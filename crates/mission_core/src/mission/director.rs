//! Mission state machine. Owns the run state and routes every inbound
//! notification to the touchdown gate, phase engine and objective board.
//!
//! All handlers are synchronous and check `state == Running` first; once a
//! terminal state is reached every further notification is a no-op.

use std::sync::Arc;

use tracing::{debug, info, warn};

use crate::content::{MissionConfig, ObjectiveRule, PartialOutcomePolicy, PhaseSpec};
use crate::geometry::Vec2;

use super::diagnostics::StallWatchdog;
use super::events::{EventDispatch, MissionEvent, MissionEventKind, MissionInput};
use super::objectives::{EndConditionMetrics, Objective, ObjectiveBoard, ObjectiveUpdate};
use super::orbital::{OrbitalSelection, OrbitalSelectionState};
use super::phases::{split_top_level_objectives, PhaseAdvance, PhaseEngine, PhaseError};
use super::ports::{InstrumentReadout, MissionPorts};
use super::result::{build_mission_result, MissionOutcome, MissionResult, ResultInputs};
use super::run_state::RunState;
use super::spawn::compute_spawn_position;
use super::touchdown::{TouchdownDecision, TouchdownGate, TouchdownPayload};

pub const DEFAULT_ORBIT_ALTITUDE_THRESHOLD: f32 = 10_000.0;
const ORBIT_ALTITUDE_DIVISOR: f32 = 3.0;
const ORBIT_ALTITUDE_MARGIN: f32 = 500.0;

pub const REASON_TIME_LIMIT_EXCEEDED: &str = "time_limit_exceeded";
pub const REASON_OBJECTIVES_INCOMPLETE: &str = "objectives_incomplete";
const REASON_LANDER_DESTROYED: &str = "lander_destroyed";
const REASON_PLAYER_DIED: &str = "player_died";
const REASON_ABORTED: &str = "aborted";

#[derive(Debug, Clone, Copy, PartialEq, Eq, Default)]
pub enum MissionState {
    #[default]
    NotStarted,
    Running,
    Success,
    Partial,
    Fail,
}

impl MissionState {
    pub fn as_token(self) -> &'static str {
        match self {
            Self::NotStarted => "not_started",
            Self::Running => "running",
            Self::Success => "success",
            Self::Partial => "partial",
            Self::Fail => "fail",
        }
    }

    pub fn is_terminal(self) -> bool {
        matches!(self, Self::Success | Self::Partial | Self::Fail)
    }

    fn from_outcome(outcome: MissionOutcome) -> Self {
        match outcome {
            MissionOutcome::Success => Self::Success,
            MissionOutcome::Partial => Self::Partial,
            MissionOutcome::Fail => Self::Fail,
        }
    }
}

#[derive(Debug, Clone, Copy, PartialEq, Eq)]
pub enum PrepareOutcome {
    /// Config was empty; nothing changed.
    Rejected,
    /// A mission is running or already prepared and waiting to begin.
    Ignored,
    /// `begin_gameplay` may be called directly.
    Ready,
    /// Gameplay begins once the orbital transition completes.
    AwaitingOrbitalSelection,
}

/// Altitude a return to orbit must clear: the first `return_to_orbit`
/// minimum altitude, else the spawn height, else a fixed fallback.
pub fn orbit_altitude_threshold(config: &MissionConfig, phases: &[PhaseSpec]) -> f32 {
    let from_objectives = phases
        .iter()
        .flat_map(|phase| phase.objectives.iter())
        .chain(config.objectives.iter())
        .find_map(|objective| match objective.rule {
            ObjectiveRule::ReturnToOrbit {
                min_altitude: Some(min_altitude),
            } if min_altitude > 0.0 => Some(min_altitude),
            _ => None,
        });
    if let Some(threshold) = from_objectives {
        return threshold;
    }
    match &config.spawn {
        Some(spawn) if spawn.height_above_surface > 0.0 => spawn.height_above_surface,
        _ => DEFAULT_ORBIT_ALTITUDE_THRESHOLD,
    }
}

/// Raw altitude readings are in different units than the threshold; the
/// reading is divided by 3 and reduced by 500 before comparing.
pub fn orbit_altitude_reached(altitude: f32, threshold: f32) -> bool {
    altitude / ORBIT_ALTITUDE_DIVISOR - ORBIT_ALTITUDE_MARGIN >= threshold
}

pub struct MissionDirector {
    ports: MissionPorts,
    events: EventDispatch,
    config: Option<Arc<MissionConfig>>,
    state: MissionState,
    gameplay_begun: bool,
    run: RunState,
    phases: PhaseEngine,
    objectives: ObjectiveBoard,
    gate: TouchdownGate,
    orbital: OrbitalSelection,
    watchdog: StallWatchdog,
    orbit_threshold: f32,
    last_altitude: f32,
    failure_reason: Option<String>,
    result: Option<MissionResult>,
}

== == ==

■ What the task asks ■
Return every line above in which the string "Some" occurs.

■ Answer to this task ■
                min_altitude: Some(min_altitude),
            } if min_altitude > 0.0 => Some(min_altitude),
    if let Some(threshold) = from_objectives {
        Some(spawn) if spawn.height_above_surface > 0.0 => spawn.height_above_surface,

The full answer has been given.